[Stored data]
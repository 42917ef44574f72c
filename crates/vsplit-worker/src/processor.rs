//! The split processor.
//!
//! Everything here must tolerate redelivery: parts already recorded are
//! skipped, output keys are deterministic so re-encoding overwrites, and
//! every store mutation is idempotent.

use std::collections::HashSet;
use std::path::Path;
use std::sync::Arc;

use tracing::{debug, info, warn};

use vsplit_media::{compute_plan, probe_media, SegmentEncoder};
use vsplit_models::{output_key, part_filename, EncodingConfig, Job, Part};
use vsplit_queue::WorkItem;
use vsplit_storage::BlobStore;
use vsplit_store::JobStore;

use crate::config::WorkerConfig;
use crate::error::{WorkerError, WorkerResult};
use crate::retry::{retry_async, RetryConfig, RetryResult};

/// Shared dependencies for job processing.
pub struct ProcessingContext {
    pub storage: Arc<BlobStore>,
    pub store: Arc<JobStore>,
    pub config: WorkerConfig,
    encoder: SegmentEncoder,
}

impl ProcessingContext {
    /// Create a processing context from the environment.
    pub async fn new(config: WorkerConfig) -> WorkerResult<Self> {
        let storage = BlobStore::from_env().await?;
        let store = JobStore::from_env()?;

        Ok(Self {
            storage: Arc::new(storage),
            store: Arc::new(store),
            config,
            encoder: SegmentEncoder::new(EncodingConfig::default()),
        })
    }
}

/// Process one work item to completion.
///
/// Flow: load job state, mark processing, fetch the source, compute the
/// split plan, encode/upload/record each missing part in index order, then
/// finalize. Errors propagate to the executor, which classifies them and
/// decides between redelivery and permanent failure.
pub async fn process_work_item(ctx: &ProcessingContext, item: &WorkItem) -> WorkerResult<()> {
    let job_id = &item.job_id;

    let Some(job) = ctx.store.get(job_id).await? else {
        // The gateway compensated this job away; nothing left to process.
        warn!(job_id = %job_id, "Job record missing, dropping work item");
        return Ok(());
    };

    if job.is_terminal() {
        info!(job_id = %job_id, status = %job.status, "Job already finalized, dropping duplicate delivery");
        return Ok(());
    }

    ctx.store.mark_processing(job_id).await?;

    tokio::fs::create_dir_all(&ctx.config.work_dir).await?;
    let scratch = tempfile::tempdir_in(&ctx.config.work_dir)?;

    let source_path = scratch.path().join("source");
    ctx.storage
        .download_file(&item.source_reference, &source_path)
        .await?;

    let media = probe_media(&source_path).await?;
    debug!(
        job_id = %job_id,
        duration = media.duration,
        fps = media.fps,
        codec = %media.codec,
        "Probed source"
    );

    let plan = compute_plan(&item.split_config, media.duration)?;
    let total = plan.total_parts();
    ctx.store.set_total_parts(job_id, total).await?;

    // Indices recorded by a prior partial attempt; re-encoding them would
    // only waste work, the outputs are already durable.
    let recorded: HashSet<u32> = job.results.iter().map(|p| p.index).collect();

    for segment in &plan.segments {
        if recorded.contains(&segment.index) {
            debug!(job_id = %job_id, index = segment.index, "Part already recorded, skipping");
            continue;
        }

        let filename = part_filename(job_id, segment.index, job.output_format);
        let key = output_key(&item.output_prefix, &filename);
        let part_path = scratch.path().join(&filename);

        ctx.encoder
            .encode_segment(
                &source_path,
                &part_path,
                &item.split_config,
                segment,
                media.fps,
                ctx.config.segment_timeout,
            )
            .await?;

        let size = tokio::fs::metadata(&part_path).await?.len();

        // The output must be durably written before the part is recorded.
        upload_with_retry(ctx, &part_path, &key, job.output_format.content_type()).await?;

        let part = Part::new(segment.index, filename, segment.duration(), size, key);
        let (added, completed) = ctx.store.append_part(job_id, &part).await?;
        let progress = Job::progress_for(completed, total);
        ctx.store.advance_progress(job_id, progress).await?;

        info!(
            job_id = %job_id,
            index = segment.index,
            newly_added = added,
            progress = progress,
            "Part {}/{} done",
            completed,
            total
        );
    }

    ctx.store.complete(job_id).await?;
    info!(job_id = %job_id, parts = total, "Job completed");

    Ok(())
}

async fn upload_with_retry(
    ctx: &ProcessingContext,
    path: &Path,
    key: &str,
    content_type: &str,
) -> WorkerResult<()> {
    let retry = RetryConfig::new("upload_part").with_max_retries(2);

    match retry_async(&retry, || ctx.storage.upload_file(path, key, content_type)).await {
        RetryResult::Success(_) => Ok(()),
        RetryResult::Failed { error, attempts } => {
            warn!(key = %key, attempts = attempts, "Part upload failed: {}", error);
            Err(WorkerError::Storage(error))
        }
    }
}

---

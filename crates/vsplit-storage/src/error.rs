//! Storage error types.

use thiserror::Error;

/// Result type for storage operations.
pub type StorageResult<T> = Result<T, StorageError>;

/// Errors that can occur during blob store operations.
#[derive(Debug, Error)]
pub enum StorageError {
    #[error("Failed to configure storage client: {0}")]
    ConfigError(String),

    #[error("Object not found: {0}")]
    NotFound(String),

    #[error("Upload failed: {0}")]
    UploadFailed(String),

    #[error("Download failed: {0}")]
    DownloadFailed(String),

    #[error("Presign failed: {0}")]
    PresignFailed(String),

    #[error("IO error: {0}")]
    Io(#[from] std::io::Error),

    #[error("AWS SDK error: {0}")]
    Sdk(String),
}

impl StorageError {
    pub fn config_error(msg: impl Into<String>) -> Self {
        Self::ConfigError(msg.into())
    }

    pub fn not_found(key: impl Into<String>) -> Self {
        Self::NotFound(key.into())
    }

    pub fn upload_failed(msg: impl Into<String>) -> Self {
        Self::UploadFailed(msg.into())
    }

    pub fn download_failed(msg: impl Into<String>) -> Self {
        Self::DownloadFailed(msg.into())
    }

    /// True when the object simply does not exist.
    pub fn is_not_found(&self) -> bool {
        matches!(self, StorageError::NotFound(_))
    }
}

* * *

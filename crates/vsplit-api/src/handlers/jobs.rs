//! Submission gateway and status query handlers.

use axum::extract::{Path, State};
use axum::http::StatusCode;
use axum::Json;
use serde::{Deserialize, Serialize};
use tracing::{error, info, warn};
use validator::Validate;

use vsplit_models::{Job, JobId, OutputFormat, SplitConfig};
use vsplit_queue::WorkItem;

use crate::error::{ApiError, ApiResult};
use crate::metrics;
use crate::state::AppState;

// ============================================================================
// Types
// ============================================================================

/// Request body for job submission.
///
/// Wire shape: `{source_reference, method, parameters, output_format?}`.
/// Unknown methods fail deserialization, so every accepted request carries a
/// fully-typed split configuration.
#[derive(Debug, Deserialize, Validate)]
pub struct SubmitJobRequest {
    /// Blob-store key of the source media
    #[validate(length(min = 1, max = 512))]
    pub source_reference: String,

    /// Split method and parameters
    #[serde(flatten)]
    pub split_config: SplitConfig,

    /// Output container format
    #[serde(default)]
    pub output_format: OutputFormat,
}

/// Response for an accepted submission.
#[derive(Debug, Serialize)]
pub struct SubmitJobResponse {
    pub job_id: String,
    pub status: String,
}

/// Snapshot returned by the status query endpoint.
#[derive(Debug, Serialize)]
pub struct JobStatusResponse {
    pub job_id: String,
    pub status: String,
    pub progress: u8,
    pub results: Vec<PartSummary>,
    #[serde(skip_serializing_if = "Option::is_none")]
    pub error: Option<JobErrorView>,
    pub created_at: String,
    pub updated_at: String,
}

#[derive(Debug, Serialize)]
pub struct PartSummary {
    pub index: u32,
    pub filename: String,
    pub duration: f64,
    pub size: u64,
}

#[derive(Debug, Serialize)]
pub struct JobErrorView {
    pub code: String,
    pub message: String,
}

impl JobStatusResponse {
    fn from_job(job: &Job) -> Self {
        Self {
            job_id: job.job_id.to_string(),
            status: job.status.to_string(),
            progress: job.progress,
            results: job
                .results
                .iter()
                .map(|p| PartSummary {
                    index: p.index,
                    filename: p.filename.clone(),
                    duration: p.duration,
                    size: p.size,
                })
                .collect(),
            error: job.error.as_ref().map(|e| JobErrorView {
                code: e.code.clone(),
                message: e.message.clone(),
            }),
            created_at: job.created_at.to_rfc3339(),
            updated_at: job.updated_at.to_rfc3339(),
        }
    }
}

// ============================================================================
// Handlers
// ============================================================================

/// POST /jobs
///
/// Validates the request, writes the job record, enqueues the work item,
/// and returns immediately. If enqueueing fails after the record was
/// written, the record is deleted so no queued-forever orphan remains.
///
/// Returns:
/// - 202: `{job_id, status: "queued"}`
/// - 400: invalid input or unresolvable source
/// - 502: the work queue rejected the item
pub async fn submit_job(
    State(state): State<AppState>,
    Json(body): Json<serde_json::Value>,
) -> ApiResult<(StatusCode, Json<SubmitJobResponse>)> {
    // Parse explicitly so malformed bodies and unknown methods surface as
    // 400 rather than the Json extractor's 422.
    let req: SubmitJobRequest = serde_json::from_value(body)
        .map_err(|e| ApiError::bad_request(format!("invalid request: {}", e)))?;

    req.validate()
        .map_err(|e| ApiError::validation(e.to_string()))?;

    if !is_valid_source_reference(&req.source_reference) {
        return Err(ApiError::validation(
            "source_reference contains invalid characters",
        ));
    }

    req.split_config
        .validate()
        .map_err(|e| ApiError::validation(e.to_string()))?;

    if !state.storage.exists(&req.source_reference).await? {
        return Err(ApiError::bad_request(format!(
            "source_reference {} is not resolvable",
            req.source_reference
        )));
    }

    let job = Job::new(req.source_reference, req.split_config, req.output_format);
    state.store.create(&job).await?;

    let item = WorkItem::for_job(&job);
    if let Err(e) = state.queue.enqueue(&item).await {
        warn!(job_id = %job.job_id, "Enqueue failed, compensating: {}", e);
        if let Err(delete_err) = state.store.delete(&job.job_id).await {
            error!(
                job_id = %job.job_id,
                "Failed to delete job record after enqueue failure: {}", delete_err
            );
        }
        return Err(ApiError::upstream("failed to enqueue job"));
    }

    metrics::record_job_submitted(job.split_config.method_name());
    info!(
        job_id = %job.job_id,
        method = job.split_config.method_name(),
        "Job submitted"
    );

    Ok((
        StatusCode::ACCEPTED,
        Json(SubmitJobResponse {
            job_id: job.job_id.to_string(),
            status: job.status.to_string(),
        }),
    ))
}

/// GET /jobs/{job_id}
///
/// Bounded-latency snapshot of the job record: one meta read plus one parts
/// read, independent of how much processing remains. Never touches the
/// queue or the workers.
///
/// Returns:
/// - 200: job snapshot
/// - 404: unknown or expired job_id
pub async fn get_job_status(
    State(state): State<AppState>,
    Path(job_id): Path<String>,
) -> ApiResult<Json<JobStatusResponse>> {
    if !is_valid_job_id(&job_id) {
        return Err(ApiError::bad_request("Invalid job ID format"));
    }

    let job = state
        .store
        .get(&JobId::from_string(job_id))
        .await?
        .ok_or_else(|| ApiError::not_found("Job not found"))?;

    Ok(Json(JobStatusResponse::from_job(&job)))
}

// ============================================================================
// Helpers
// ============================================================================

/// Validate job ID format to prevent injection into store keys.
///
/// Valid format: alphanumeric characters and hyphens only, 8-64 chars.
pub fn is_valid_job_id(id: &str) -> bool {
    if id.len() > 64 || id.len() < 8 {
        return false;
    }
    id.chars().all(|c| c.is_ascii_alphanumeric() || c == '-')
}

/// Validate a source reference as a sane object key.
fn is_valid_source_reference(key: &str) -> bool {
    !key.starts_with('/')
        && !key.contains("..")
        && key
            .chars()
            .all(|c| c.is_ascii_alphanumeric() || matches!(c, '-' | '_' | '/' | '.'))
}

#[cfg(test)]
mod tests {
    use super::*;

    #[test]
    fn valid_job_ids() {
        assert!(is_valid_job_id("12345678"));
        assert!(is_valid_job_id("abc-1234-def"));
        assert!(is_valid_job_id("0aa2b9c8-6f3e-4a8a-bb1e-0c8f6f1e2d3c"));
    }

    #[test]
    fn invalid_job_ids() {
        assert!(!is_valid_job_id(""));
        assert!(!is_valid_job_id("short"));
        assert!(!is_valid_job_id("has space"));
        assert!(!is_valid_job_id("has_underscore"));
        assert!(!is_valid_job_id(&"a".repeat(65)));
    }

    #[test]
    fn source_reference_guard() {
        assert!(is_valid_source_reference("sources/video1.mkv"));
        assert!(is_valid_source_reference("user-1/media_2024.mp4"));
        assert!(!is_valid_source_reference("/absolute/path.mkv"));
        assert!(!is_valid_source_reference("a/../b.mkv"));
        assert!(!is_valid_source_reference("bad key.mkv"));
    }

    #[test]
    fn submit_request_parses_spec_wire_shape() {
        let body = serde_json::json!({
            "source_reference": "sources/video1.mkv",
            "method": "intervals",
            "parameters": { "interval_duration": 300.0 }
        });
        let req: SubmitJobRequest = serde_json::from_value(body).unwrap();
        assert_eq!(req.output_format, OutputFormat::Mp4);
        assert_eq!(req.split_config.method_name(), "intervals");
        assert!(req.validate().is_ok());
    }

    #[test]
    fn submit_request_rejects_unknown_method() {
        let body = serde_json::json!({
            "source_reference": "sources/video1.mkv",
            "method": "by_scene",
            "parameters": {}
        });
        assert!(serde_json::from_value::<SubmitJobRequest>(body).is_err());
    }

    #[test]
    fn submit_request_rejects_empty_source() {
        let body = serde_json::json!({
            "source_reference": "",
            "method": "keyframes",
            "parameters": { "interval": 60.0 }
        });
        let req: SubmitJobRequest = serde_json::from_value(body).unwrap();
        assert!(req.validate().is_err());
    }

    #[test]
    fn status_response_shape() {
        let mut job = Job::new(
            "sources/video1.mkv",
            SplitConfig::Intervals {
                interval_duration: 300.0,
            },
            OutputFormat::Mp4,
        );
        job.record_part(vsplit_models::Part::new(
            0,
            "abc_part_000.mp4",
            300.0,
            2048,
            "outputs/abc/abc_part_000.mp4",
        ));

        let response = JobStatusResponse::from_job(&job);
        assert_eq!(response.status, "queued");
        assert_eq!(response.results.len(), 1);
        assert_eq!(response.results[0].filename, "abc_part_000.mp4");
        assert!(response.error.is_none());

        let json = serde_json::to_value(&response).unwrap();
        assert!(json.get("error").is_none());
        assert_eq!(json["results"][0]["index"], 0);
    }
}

-- Work task --
For each line above that includes the word "SegmentEncoder", make a copy of that line.

-- Task output --
use vsplit_media::{compute_plan, probe_media, SegmentEncoder};
    encoder: SegmentEncoder,
            encoder: SegmentEncoder::new(EncodingConfig::default()),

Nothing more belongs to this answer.